::: DATASET RECORDS
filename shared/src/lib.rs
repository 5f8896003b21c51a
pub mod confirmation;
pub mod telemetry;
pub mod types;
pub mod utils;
::::::
WHAT IS NEEDED: Give back every line of the data above exactly as written.

SOLUTION TO THIS PROBLEM:
filename shared/src/lib.rs
repository 5f8896003b21c51a
pub mod confirmation;
pub mod telemetry;
pub mod types;
pub mod utils;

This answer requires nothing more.